Stored data
Start of Block
//! Event-Broadcaster – Sendet Events an einzelne oder alle Verbindungen
//!
//! Der EventBroadcaster verwaltet die Send-Queues aller offenen
//! Verbindungen. Der Presence-Kern entscheidet nur, *was* an *wen* geht;
//! hier wird es eingereiht.
//!
//! ## Zustellung
//! - An eine Verbindung: `an_verbindung_senden`
//! - An alle Verbindungen: `an_alle_senden`
//! - Eine komplette Entscheidung: `zustellen`

use dashmap::DashMap;
use lobby_core::ConnectionId;
use lobby_protocol::control::ControlMessage;
use std::sync::Arc;
use tokio::sync::mpsc;

use crate::presence::{Entscheidung, Ziel};

// ---------------------------------------------------------------------------
// Konfiguration
// ---------------------------------------------------------------------------

/// Groesse der Send-Queue pro Verbindung
const SEND_QUEUE_GROESSE: usize = 64;

// ---------------------------------------------------------------------------
// ClientSender
// ---------------------------------------------------------------------------

/// Handle auf die Send-Queue einer Verbindung
#[derive(Clone, Debug)]
pub struct ClientSender {
    pub connection_id: ConnectionId,
    pub tx: mpsc::Sender<ControlMessage>,
}

impl ClientSender {
    /// Sendet eine Nachricht nicht-blockierend an den Client
    ///
    /// Gibt `false` zurueck wenn die Queue voll oder geschlossen ist.
    pub fn senden(&self, nachricht: ControlMessage) -> bool {
        match self.tx.try_send(nachricht) {
            Ok(()) => true,
            Err(mpsc::error::TrySendError::Full(_)) => {
                tracing::warn!(connection_id = %self.connection_id, "Send-Queue voll – Nachricht verworfen");
                false
            }
            Err(mpsc::error::TrySendError::Closed(_)) => {
                tracing::debug!(connection_id = %self.connection_id, "Send-Queue geschlossen (Client getrennt)");
                false
            }
        }
    }
}

// ---------------------------------------------------------------------------
// EventBroadcaster
// ---------------------------------------------------------------------------

/// Zentraler Event-Broadcaster fuer alle offenen Verbindungen
///
/// Thread-safe via Arc + DashMap. Clone teilt den inneren Zustand.
#[derive(Clone, Default)]
pub struct EventBroadcaster {
    clients: Arc<DashMap<ConnectionId, ClientSender>>,
}

impl EventBroadcaster {
    /// Erstellt einen neuen EventBroadcaster
    pub fn neu() -> Self {
        Self::default()
    }

    /// Registriert eine Verbindung und gibt ihre Empfangs-Queue zurueck
    ///
    /// Die `ClientConnection` liest aus dieser Queue und sendet via TCP.
    pub fn client_registrieren(&self, connection_id: ConnectionId) -> mpsc::Receiver<ControlMessage> {
        let (tx, rx) = mpsc::channel(SEND_QUEUE_GROESSE);
        self.clients
            .insert(connection_id, ClientSender { connection_id, tx });
        tracing::debug!(connection_id = %connection_id, "Client im Broadcaster registriert");
        rx
    }

    /// Entfernt eine Verbindung aus dem Broadcaster
    pub fn client_entfernen(&self, connection_id: &ConnectionId) {
        if self.clients.remove(connection_id).is_some() {
            tracing::debug!(connection_id = %connection_id, "Client aus Broadcaster entfernt");
        }
    }

    /// Sendet eine Nachricht an eine einzelne Verbindung
    ///
    /// Gibt `true` zurueck wenn die Verbindung gefunden und die Nachricht eingereiht wurde.
    pub fn an_verbindung_senden(&self, connection_id: &ConnectionId, nachricht: ControlMessage) -> bool {
        match self.clients.get(connection_id) {
            Some(sender) => sender.senden(nachricht),
            None => {
                tracing::debug!(connection_id = %connection_id, "Senden an unbekannte Verbindung");
                false
            }
        }
    }

    /// Sendet eine Nachricht an alle offenen Verbindungen
    ///
    /// Gibt die Anzahl der erfolgreichen Sendungen zurueck.
    pub fn an_alle_senden(&self, nachricht: ControlMessage) -> usize {
        let mut gesendet = 0;
        self.clients.iter().for_each(|entry| {
            if entry.value().senden(nachricht.clone()) {
                gesendet += 1;
            }
        });
        gesendet
    }

    /// Stellt alle Zustellungen einer Entscheidung in Reihenfolge zu
    pub fn zustellen(&self, entscheidung: Entscheidung) {
        for zustellung in entscheidung.zustellungen {
            let nachricht = ControlMessage::push(zustellung.payload);
            match zustellung.ziel {
                Ziel::Verbindung(id) => {
                    self.an_verbindung_senden(&id, nachricht);
                }
                Ziel::Alle => {
                    self.an_alle_senden(nachricht);
                }
            }
        }
    }

    /// Gibt die Anzahl der registrierten Verbindungen zurueck
    pub fn client_anzahl(&self) -> usize {
        self.clients.len()
    }

    /// Prueft ob eine Verbindung registriert ist
    pub fn ist_registriert(&self, connection_id: &ConnectionId) -> bool {
        self.clients.contains_key(connection_id)
    }
}

// ---------------------------------------------------------------------------
// Tests
// ---------------------------------------------------------------------------

#[cfg(test)]
mod tests {
    use super::*;
    use crate::presence::{PresenceConfig, PresenceCoordinator};
    use lobby_protocol::control::ControlPayload;

    fn test_nachricht(id: u32) -> ControlMessage {
        ControlMessage::ping(id, 12345)
    }

    #[tokio::test]
    async fn client_registrieren_und_senden() {
        let broadcaster = EventBroadcaster::neu();
        let id = ConnectionId::new();

        let mut rx = broadcaster.client_registrieren(id);
        assert!(broadcaster.ist_registriert(&id));

        assert!(broadcaster.an_verbindung_senden(&id, test_nachricht(1)));

        let empfangen = rx.try_recv().expect("Nachricht muss vorhanden sein");
        assert_eq!(empfangen.request_id, 1);
    }

    #[tokio::test]
    async fn an_alle_senden() {
        let broadcaster = EventBroadcaster::neu();

        let mut receivers: Vec<_> = (0..5)
            .map(|_| broadcaster.client_registrieren(ConnectionId::new()))
            .collect();

        assert_eq!(broadcaster.an_alle_senden(test_nachricht(99)), 5);
        for rx in &mut receivers {
            assert!(rx.try_recv().is_ok());
        }
    }

    #[test]
    fn client_entfernen() {
        let broadcaster = EventBroadcaster::neu();
        let id = ConnectionId::new();

        let _rx = broadcaster.client_registrieren(id);
        broadcaster.client_entfernen(&id);

        assert!(!broadcaster.ist_registriert(&id));
        assert!(!broadcaster.an_verbindung_senden(&id, test_nachricht(1)));
        assert_eq!(broadcaster.client_anzahl(), 0);
    }

    #[test]
    fn volle_queue_verwirft_nachricht() {
        let broadcaster = EventBroadcaster::neu();
        let id = ConnectionId::new();
        let _rx = broadcaster.client_registrieren(id);

        for i in 0..SEND_QUEUE_GROESSE as u32 {
            assert!(broadcaster.an_verbindung_senden(&id, test_nachricht(i)));
        }
        assert!(!broadcaster.an_verbindung_senden(&id, test_nachricht(0)));
    }

    #[tokio::test]
    async fn entscheidung_wird_in_reihenfolge_zugestellt() {
        let broadcaster = EventBroadcaster::neu();
        let presence = PresenceCoordinator::neu(PresenceConfig::default());
        let (a, b) = (ConnectionId::new(), ConnectionId::new());
        let mut rx_a = broadcaster.client_registrieren(a);
        let mut rx_b = broadcaster.client_registrieren(b);

        broadcaster.zustellen(presence.beitreten(a, "Alice"));

        let typen: Vec<_> = std::iter::from_fn(|| rx_a.try_recv().ok())
            .map(|m| m.payload)
            .collect();
        assert!(matches!(typen[0], ControlPayload::Accepted(_)));
        assert!(matches!(typen[1], ControlPayload::GroupState(_)));
        assert!(matches!(typen[2], ControlPayload::PresenceChanged(_)));
        assert_eq!(typen.len(), 3);

        let bei_b = rx_b.try_recv().expect("Namensliste an alle");
        assert!(matches!(bei_b.payload, ControlPayload::PresenceChanged(_)));
        assert!(rx_b.try_recv().is_err());
    }
}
End of Block
WORK ITEM =>
Your answer should be the data above, retyped exactly.

ANSWER FOR THIS EXERCISE =>
//! Event-Broadcaster – Sendet Events an einzelne oder alle Verbindungen
//!
//! Der EventBroadcaster verwaltet die Send-Queues aller offenen
//! Verbindungen. Der Presence-Kern entscheidet nur, *was* an *wen* geht;
//! hier wird es eingereiht.
//!
//! ## Zustellung
//! - An eine Verbindung: `an_verbindung_senden`
//! - An alle Verbindungen: `an_alle_senden`
//! - Eine komplette Entscheidung: `zustellen`

use dashmap::DashMap;
use lobby_core::ConnectionId;
use lobby_protocol::control::ControlMessage;
use std::sync::Arc;
use tokio::sync::mpsc;

use crate::presence::{Entscheidung, Ziel};

// ---------------------------------------------------------------------------
// Konfiguration
// ---------------------------------------------------------------------------

/// Groesse der Send-Queue pro Verbindung
const SEND_QUEUE_GROESSE: usize = 64;

// ---------------------------------------------------------------------------
// ClientSender
// ---------------------------------------------------------------------------

/// Handle auf die Send-Queue einer Verbindung
#[derive(Clone, Debug)]
pub struct ClientSender {
    pub connection_id: ConnectionId,
    pub tx: mpsc::Sender<ControlMessage>,
}

impl ClientSender {
    /// Sendet eine Nachricht nicht-blockierend an den Client
    ///
    /// Gibt `false` zurueck wenn die Queue voll oder geschlossen ist.
    pub fn senden(&self, nachricht: ControlMessage) -> bool {
        match self.tx.try_send(nachricht) {
            Ok(()) => true,
            Err(mpsc::error::TrySendError::Full(_)) => {
                tracing::warn!(connection_id = %self.connection_id, "Send-Queue voll – Nachricht verworfen");
                false
            }
            Err(mpsc::error::TrySendError::Closed(_)) => {
                tracing::debug!(connection_id = %self.connection_id, "Send-Queue geschlossen (Client getrennt)");
                false
            }
        }
    }
}

// ---------------------------------------------------------------------------
// EventBroadcaster
// ---------------------------------------------------------------------------

/// Zentraler Event-Broadcaster fuer alle offenen Verbindungen
///
/// Thread-safe via Arc + DashMap. Clone teilt den inneren Zustand.
#[derive(Clone, Default)]
pub struct EventBroadcaster {
    clients: Arc<DashMap<ConnectionId, ClientSender>>,
}

impl EventBroadcaster {
    /// Erstellt einen neuen EventBroadcaster
    pub fn neu() -> Self {
        Self::default()
    }

    /// Registriert eine Verbindung und gibt ihre Empfangs-Queue zurueck
    ///
    /// Die `ClientConnection` liest aus dieser Queue und sendet via TCP.
    pub fn client_registrieren(&self, connection_id: ConnectionId) -> mpsc::Receiver<ControlMessage> {
        let (tx, rx) = mpsc::channel(SEND_QUEUE_GROESSE);
        self.clients
            .insert(connection_id, ClientSender { connection_id, tx });
        tracing::debug!(connection_id = %connection_id, "Client im Broadcaster registriert");
        rx
    }

    /// Entfernt eine Verbindung aus dem Broadcaster
    pub fn client_entfernen(&self, connection_id: &ConnectionId) {
        if self.clients.remove(connection_id).is_some() {
            tracing::debug!(connection_id = %connection_id, "Client aus Broadcaster entfernt");
        }
    }

    /// Sendet eine Nachricht an eine einzelne Verbindung
    ///
    /// Gibt `true` zurueck wenn die Verbindung gefunden und die Nachricht eingereiht wurde.
    pub fn an_verbindung_senden(&self, connection_id: &ConnectionId, nachricht: ControlMessage) -> bool {
        match self.clients.get(connection_id) {
            Some(sender) => sender.senden(nachricht),
            None => {
                tracing::debug!(connection_id = %connection_id, "Senden an unbekannte Verbindung");
                false
            }
        }
    }

    /// Sendet eine Nachricht an alle offenen Verbindungen
    ///
    /// Gibt die Anzahl der erfolgreichen Sendungen zurueck.
    pub fn an_alle_senden(&self, nachricht: ControlMessage) -> usize {
        let mut gesendet = 0;
        self.clients.iter().for_each(|entry| {
            if entry.value().senden(nachricht.clone()) {
                gesendet += 1;
            }
        });
        gesendet
    }

    /// Stellt alle Zustellungen einer Entscheidung in Reihenfolge zu
    pub fn zustellen(&self, entscheidung: Entscheidung) {
        for zustellung in entscheidung.zustellungen {
            let nachricht = ControlMessage::push(zustellung.payload);
            match zustellung.ziel {
                Ziel::Verbindung(id) => {
                    self.an_verbindung_senden(&id, nachricht);
                }
                Ziel::Alle => {
                    self.an_alle_senden(nachricht);
                }
            }
        }
    }

    /// Gibt die Anzahl der registrierten Verbindungen zurueck
    pub fn client_anzahl(&self) -> usize {
        self.clients.len()
    }

    /// Prueft ob eine Verbindung registriert ist
    pub fn ist_registriert(&self, connection_id: &ConnectionId) -> bool {
        self.clients.contains_key(connection_id)
    }
}

// ---------------------------------------------------------------------------
// Tests
// ---------------------------------------------------------------------------

#[cfg(test)]
mod tests {
    use super::*;
    use crate::presence::{PresenceConfig, PresenceCoordinator};
    use lobby_protocol::control::ControlPayload;

    fn test_nachricht(id: u32) -> ControlMessage {
        ControlMessage::ping(id, 12345)
    }

    #[tokio::test]
    async fn client_registrieren_und_senden() {
        let broadcaster = EventBroadcaster::neu();
        let id = ConnectionId::new();

        let mut rx = broadcaster.client_registrieren(id);
        assert!(broadcaster.ist_registriert(&id));

        assert!(broadcaster.an_verbindung_senden(&id, test_nachricht(1)));

        let empfangen = rx.try_recv().expect("Nachricht muss vorhanden sein");
        assert_eq!(empfangen.request_id, 1);
    }

    #[tokio::test]
    async fn an_alle_senden() {
        let broadcaster = EventBroadcaster::neu();

        let mut receivers: Vec<_> = (0..5)
            .map(|_| broadcaster.client_registrieren(ConnectionId::new()))
            .collect();

        assert_eq!(broadcaster.an_alle_senden(test_nachricht(99)), 5);
        for rx in &mut receivers {
            assert!(rx.try_recv().is_ok());
        }
    }

    #[test]
    fn client_entfernen() {
        let broadcaster = EventBroadcaster::neu();
        let id = ConnectionId::new();

        let _rx = broadcaster.client_registrieren(id);
        broadcaster.client_entfernen(&id);

        assert!(!broadcaster.ist_registriert(&id));
        assert!(!broadcaster.an_verbindung_senden(&id, test_nachricht(1)));
        assert_eq!(broadcaster.client_anzahl(), 0);
    }

    #[test]
    fn volle_queue_verwirft_nachricht() {
        let broadcaster = EventBroadcaster::neu();
        let id = ConnectionId::new();
        let _rx = broadcaster.client_registrieren(id);

        for i in 0..SEND_QUEUE_GROESSE as u32 {
            assert!(broadcaster.an_verbindung_senden(&id, test_nachricht(i)));
        }
        assert!(!broadcaster.an_verbindung_senden(&id, test_nachricht(0)));
    }

    #[tokio::test]
    async fn entscheidung_wird_in_reihenfolge_zugestellt() {
        let broadcaster = EventBroadcaster::neu();
        let presence = PresenceCoordinator::neu(PresenceConfig::default());
        let (a, b) = (ConnectionId::new(), ConnectionId::new());
        let mut rx_a = broadcaster.client_registrieren(a);
        let mut rx_b = broadcaster.client_registrieren(b);

        broadcaster.zustellen(presence.beitreten(a, "Alice"));

        let typen: Vec<_> = std::iter::from_fn(|| rx_a.try_recv().ok())
            .map(|m| m.payload)
            .collect();
        assert!(matches!(typen[0], ControlPayload::Accepted(_)));
        assert!(matches!(typen[1], ControlPayload::GroupState(_)));
        assert!(matches!(typen[2], ControlPayload::PresenceChanged(_)));
        assert_eq!(typen.len(), 3);

        let bei_b = rx_b.try_recv().expect("Namensliste an alle");
        assert!(matches!(bei_b.payload, ControlPayload::PresenceChanged(_)));
        assert!(rx_b.try_recv().is_err());
    }
}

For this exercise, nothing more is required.